(Supplied records begins)
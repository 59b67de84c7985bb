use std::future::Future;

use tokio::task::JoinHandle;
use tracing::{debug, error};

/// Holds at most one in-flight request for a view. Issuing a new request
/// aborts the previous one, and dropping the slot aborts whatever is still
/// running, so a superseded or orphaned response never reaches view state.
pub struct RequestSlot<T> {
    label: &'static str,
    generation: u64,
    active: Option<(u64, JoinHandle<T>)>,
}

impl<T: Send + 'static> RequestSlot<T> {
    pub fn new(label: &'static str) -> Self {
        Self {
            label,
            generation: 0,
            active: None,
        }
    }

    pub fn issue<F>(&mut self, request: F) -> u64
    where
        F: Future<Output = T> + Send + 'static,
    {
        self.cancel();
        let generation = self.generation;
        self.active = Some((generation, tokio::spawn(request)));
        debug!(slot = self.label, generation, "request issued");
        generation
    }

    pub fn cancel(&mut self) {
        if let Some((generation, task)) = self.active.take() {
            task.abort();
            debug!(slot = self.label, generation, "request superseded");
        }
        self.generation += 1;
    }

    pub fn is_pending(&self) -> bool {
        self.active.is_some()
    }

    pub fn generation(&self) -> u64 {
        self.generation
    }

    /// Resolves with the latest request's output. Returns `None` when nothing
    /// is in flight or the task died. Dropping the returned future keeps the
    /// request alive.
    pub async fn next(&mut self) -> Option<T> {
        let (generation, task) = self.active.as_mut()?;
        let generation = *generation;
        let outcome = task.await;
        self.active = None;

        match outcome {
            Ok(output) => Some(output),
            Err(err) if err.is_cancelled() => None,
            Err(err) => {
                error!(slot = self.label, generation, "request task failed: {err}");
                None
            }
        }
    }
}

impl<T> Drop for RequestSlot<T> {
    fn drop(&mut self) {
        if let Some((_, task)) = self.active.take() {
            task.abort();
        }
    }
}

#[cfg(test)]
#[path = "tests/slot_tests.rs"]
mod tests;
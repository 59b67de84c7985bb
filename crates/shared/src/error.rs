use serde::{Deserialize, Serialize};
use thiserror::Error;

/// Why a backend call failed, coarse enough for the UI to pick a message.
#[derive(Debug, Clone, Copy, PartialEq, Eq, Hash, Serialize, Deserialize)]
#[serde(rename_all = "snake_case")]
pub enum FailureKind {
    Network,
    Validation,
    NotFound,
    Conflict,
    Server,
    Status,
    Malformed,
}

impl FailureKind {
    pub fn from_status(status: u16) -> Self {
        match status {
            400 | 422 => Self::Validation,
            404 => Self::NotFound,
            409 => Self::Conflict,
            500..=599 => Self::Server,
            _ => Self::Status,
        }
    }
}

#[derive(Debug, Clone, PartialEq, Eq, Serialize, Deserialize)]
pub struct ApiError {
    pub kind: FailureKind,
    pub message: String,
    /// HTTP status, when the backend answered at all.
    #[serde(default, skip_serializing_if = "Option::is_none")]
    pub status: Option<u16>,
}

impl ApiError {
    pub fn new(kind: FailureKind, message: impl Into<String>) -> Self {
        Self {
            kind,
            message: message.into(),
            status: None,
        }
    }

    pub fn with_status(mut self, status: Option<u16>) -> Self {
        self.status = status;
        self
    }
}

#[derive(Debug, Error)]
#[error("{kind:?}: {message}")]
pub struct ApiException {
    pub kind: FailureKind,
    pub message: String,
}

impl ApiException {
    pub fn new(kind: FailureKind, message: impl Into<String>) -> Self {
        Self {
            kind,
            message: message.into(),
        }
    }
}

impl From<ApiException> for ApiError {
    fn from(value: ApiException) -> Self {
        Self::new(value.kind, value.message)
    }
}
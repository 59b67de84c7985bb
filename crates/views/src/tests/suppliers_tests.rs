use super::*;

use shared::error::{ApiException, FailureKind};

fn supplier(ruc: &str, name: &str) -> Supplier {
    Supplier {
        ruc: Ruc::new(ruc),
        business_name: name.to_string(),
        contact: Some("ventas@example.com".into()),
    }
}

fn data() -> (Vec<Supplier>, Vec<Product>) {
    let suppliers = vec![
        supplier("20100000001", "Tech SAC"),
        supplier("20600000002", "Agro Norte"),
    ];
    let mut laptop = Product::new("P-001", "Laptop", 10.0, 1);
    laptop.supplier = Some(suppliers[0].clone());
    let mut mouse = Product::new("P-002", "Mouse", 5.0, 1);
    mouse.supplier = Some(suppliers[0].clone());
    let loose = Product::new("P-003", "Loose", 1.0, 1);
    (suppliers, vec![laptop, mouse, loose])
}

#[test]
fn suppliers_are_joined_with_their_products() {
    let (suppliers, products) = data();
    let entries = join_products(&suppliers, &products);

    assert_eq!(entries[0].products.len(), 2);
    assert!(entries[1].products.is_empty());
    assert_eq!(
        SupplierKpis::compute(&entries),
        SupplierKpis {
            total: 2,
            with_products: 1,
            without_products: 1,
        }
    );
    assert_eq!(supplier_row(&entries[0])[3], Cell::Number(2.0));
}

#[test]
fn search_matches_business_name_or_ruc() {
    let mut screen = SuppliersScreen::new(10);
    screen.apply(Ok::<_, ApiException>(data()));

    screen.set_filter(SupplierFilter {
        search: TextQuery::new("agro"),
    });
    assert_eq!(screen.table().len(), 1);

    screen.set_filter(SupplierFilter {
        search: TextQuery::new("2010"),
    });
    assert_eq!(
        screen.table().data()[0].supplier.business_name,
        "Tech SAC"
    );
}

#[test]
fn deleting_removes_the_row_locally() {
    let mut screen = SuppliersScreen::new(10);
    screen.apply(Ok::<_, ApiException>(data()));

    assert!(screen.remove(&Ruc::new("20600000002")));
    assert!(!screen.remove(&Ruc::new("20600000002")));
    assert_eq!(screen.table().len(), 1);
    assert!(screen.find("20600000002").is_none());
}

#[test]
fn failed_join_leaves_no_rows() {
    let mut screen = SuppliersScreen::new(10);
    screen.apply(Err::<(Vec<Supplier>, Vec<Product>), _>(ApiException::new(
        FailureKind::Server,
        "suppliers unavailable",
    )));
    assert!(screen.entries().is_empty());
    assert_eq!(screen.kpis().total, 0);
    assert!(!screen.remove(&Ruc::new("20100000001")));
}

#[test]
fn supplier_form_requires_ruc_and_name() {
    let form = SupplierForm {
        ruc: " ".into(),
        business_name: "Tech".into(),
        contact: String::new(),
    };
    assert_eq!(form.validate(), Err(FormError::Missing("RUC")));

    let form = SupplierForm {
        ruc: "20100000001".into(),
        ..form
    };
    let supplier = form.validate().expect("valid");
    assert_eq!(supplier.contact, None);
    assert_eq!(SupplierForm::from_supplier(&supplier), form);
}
(Supplied records ends)
* Your objective
Leave out every line above except those from the line with "fn from(value: ApiException)" up to and including the line with "let (suppliers, products) = data();", and copy those exactly.

* Result for this task
    fn from(value: ApiException) -> Self {
        Self::new(value.kind, value.message)
    }
}
repository 59b67de84c7985bb
filename crates/views/src/tests/suppliers_tests.rs
use super::*;

use shared::error::{ApiException, FailureKind};

fn supplier(ruc: &str, name: &str) -> Supplier {
    Supplier {
        ruc: Ruc::new(ruc),
        business_name: name.to_string(),
        contact: Some("ventas@example.com".into()),
    }
}

fn data() -> (Vec<Supplier>, Vec<Product>) {
    let suppliers = vec![
        supplier("20100000001", "Tech SAC"),
        supplier("20600000002", "Agro Norte"),
    ];
    let mut laptop = Product::new("P-001", "Laptop", 10.0, 1);
    laptop.supplier = Some(suppliers[0].clone());
    let mut mouse = Product::new("P-002", "Mouse", 5.0, 1);
    mouse.supplier = Some(suppliers[0].clone());
    let loose = Product::new("P-003", "Loose", 1.0, 1);
    (suppliers, vec![laptop, mouse, loose])
}

#[test]
fn suppliers_are_joined_with_their_products() {
    let (suppliers, products) = data();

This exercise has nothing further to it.